Which lines below mention "command"? Pick each one out.

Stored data
• • • •
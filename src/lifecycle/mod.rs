//! Lifecycle coordination across the privileged/UI split.
//!
//! - [`phase`]: monotonic [`LifecyclePhase`] with per-phase barriers.
//! - [`command`]: `lifecycle` channel commands.
//! - [`veto`]: shutdown reasons, veto and join collection.
//! - [`host`]: [`AppHost`]/[`UiTarget`] collaborator seams.
//! - [`main`]: [`LifecycleMain`], the privileged orchestrator.
//! - [`participant`]: [`LifecycleParticipant`], the UI side.

pub mod command;
pub mod host;
pub mod main;
pub mod participant;
pub mod phase;
pub mod veto;

pub use command::{LIFECYCLE_CHANNEL, LifecycleCommand};
pub use host::{AppHost, Preventable, TargetId, UiTarget};
pub use main::{LifecycleMain, PendingShutdown, PendingVeto, RelaunchOptions};
pub use participant::{BeforeShutdownError, LifecycleParticipant};
pub use phase::{LifecyclePhase, PhaseGate};
pub use veto::{
    BeforeShutdownEvent, Joiner, PendingIds, ShutdownReason, UnloadReason, Veto, WillShutdownEvent, handle_vetos,
    join_all,
};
• • • •
SOLVED PROBLEM:
//! - [`command`]: `lifecycle` channel commands.
pub mod command;
pub use command::{LIFECYCLE_CHANNEL, LifecycleCommand};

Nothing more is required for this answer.